**What is required:** Up to and including the line with "resolve the set", restate the records below word for word, beginning with their first line.
[Record set Boundary: Start]
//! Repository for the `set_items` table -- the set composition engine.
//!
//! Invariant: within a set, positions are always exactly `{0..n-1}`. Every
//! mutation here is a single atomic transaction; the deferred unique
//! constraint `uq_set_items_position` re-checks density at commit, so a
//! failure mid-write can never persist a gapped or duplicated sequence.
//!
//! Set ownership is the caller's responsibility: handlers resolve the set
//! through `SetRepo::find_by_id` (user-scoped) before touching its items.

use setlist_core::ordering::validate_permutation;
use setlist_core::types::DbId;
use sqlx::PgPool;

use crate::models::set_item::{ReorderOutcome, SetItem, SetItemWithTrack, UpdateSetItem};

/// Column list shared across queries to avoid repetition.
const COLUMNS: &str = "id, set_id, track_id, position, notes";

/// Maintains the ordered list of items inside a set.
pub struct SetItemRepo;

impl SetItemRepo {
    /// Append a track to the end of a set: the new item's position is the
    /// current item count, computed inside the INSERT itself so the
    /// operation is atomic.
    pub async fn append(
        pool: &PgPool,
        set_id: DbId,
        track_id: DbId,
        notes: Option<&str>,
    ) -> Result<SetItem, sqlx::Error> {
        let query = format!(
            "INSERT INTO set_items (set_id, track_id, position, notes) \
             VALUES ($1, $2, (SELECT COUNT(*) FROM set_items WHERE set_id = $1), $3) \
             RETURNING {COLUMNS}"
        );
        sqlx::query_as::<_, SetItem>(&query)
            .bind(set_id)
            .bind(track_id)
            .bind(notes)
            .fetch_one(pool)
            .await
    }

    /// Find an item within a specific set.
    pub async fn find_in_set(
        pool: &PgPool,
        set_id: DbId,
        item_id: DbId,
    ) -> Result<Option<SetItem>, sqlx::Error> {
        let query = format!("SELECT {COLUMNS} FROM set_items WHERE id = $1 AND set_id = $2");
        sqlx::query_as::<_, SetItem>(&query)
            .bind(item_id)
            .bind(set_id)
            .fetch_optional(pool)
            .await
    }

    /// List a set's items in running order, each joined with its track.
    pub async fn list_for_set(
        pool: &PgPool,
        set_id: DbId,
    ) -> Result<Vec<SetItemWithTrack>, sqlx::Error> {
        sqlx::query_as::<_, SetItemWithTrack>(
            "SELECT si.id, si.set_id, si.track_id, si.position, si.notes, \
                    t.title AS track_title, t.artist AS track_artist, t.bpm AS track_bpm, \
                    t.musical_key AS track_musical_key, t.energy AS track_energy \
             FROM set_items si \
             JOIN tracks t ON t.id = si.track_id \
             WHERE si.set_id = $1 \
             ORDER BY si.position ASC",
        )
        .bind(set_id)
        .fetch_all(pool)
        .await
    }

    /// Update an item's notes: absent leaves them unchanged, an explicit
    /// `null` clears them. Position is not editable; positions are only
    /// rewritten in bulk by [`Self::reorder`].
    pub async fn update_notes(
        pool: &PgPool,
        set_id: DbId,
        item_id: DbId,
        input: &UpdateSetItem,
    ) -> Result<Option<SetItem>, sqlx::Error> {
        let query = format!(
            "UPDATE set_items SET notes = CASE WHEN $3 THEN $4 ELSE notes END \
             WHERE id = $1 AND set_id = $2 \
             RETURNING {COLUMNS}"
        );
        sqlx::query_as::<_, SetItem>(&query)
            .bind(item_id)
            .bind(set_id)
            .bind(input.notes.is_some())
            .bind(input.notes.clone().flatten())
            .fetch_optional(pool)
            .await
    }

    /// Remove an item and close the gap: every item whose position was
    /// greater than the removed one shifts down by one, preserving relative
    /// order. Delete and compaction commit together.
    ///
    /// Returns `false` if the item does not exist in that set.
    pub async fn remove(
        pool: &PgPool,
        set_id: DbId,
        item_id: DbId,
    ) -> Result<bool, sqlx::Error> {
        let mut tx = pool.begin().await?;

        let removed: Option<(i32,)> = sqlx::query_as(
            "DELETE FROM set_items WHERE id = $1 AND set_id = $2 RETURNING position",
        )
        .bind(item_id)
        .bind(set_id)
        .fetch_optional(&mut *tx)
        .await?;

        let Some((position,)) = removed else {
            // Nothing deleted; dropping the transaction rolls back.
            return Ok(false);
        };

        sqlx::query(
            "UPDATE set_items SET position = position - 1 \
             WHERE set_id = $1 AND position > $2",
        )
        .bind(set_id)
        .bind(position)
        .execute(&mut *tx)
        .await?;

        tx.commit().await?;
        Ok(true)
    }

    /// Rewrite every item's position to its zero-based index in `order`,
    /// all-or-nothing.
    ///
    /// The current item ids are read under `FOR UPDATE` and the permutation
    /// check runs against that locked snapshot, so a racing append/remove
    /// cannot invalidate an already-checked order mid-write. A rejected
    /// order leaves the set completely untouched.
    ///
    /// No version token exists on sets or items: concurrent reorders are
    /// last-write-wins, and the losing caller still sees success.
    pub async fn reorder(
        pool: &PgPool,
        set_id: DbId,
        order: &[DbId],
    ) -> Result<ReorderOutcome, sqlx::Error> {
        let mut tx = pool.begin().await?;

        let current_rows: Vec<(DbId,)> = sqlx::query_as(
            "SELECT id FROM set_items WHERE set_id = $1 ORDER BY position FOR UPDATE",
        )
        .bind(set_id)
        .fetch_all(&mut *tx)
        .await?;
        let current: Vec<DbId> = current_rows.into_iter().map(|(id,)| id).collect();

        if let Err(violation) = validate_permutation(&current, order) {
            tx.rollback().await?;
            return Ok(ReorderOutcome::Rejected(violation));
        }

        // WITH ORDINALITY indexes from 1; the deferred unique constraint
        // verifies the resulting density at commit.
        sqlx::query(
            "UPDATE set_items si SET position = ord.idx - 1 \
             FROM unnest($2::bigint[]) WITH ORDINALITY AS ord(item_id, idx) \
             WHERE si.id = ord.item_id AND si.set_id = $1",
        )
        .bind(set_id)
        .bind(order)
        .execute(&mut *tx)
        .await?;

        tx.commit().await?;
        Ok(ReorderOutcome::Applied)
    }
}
[Record set Boundary: End]
**Expected answer:**
//! Repository for the `set_items` table -- the set composition engine.
//!
//! Invariant: within a set, positions are always exactly `{0..n-1}`. Every
//! mutation here is a single atomic transaction; the deferred unique
//! constraint `uq_set_items_position` re-checks density at commit, so a
//! failure mid-write can never persist a gapped or duplicated sequence.
//!
//! Set ownership is the caller's responsibility: handlers resolve the set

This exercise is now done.